INSTRUCTIONS FOR THE TASK — Please give nothing except the number of lines in the records below that include the word "write".

Records from a data source:

▬▬▬▬▬▬▬▬▬▬

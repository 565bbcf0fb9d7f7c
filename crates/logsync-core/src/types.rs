//! Shared types for the sync pipeline.

use serde::{Deserialize, Serialize};
use std::collections::HashMap;
use std::fmt;

// ─── RawLogEvent ──────────────────────────────────────────────────────────────

/// A raw contract log as delivered by a chain source, before decoding.
///
/// Sources normalize whatever their wire format is into this shape. `topics`
/// keeps the on-chain ordering: `topics[0]` is the event fingerprint, the
/// rest are the indexed parameters.
#[derive(Debug, Clone, PartialEq, Eq, Serialize, Deserialize)]
pub struct RawLogEvent {
    /// Address of the contract that emitted the log (`0x…`).
    pub address: String,
    /// Block the log was emitted in.
    pub block_number: u64,
    /// Position of the log within its block.
    pub log_index: u64,
    /// Topic words (`0x…`-prefixed 32-byte hex strings).
    pub topics: Vec<String>,
    /// ABI-encoded non-indexed parameters.
    pub data: Vec<u8>,
}

impl RawLogEvent {
    /// The event fingerprint topic, if the log carries any topics.
    pub fn topic0(&self) -> Option<&str> {
        self.topics.first().map(|s| s.as_str())
    }
}

// ─── BlockRange ───────────────────────────────────────────────────────────────

/// An inclusive range of block heights.
#[derive(Debug, Clone, Copy, PartialEq, Eq, Serialize, Deserialize)]
pub struct BlockRange {
    /// First block of the range (inclusive).
    pub from: u64,
    /// Last block of the range (inclusive).
    pub to: u64,
}

impl BlockRange {
    /// Create a range covering `from..=to`.
    pub fn new(from: u64, to: u64) -> Self {
        Self { from, to }
    }

    /// Returns `true` if the range covers no blocks.
    pub fn is_empty(&self) -> bool {
        self.from > self.to
    }
}

impl fmt::Display for BlockRange {
    fn fmt(&self, f: &mut fmt::Formatter<'_>) -> fmt::Result {
        write!(f, "[{}, {}]", self.from, self.to)
    }
}

// ─── AbiValue ─────────────────────────────────────────────────────────────────

/// A decoded event argument value.
///
/// Decoders normalize chain-level encodings into this small value system so
/// handlers never deal with raw ABI words.
#[derive(Debug, Clone, PartialEq, Serialize, Deserialize)]
#[serde(tag = "type", content = "value", rename_all = "lowercase")]
pub enum AbiValue {
    Uint(u128),
    /// Large uints (> u128) stored as decimal string
    BigUint(String),
    Int(i128),
    /// Large ints (> i128) stored as decimal string
    BigInt(String),
    Bool(bool),
    Bytes(Vec<u8>),
    Str(String),
    /// EVM address — 20 bytes, hex with 0x prefix
    Address(String),
}

impl AbiValue {
    /// Returns the inner string if this is an Address value.
    pub fn as_address(&self) -> Option<&str> {
        match self {
            AbiValue::Address(s) => Some(s.as_str()),
            _ => None,
        }
    }

    /// Coerce to a u128 if this is a small Uint.
    pub fn as_u128(&self) -> Option<u128> {
        match self {
            AbiValue::Uint(v) => Some(*v),
            _ => None,
        }
    }

    /// Returns the inner string if this is a Str value.
    pub fn as_str(&self) -> Option<&str> {
        match self {
            AbiValue::Str(s) => Some(s.as_str()),
            _ => None,
        }
    }

    /// Returns the inner bool if this is a Bool value.
    pub fn as_bool(&self) -> Option<bool> {
        match self {
            AbiValue::Bool(v) => Some(*v),
            _ => None,
        }
    }

    /// Returns the inner bytes if this is a Bytes value.
    pub fn as_bytes(&self) -> Option<&[u8]> {
        match self {
            AbiValue::Bytes(b) => Some(b.as_slice()),
            _ => None,
        }
    }
}

impl fmt::Display for AbiValue {
    fn fmt(&self, f: &mut fmt::Formatter<'_>) -> fmt::Result {
        match self {
            AbiValue::Uint(v) => write!(f, "{v}"),
            AbiValue::BigUint(v) => write!(f, "{v}"),
            AbiValue::Int(v) => write!(f, "{v}"),
            AbiValue::BigInt(v) => write!(f, "{v}"),
            AbiValue::Bool(v) => write!(f, "{v}"),
            AbiValue::Bytes(b) => write!(f, "0x{}", hex::encode(b)),
            AbiValue::Str(s) => write!(f, "{s}"),
            AbiValue::Address(a) => write!(f, "{a}"),
        }
    }
}

// ─── DecodedEvent ─────────────────────────────────────────────────────────────

/// A fully decoded contract event, ready for dispatch to a handler.
#[derive(Debug, Clone, PartialEq, Serialize, Deserialize)]
pub struct DecodedEvent {
    /// Name of the contract (or dynamic group) the log was resolved to.
    pub contract: String,
    /// Decoded event name (e.g. `"Transfer"`).
    pub event: String,
    /// Address of the emitting contract.
    pub address: String,
    /// Block the log was emitted in.
    pub block_number: u64,
    /// Position of the log within its block.
    pub log_index: u64,
    /// Decoded arguments by parameter name.
    pub args: HashMap<String, AbiValue>,
}

impl DecodedEvent {
    /// Look up a decoded argument by name.
    pub fn arg(&self, name: &str) -> Option<&AbiValue> {
        self.args.get(name)
    }
}

// ─── SyncContext ──────────────────────────────────────────────────────────────

/// Context passed to handlers and membership queries during a dispatch.
///
/// A fresh context is built for every call site; nothing in it outlives the
/// dispatch it was built for.
#[derive(Debug, Clone)]
pub struct SyncContext {
    /// Identifier of the engine doing the dispatch.
    pub engine_id: String,
    /// Current engine phase.
    pub phase: SyncPhase,
    /// The block the dispatch concerns.
    pub block: u64,
}

/// The current phase of the sync engine.
#[derive(Debug, Clone, Copy, PartialEq, Eq, Serialize, Deserialize)]
pub enum SyncPhase {
    /// Scanning historical ranges up to the chain head.
    CatchUp,
    /// Following pushed head notifications in real time.
    Live,
}

// ─── Tests ────────────────────────────────────────────────────────────────────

▬▬▬▬▬▬▬▬▬▬

YOUR RESPONSE — 9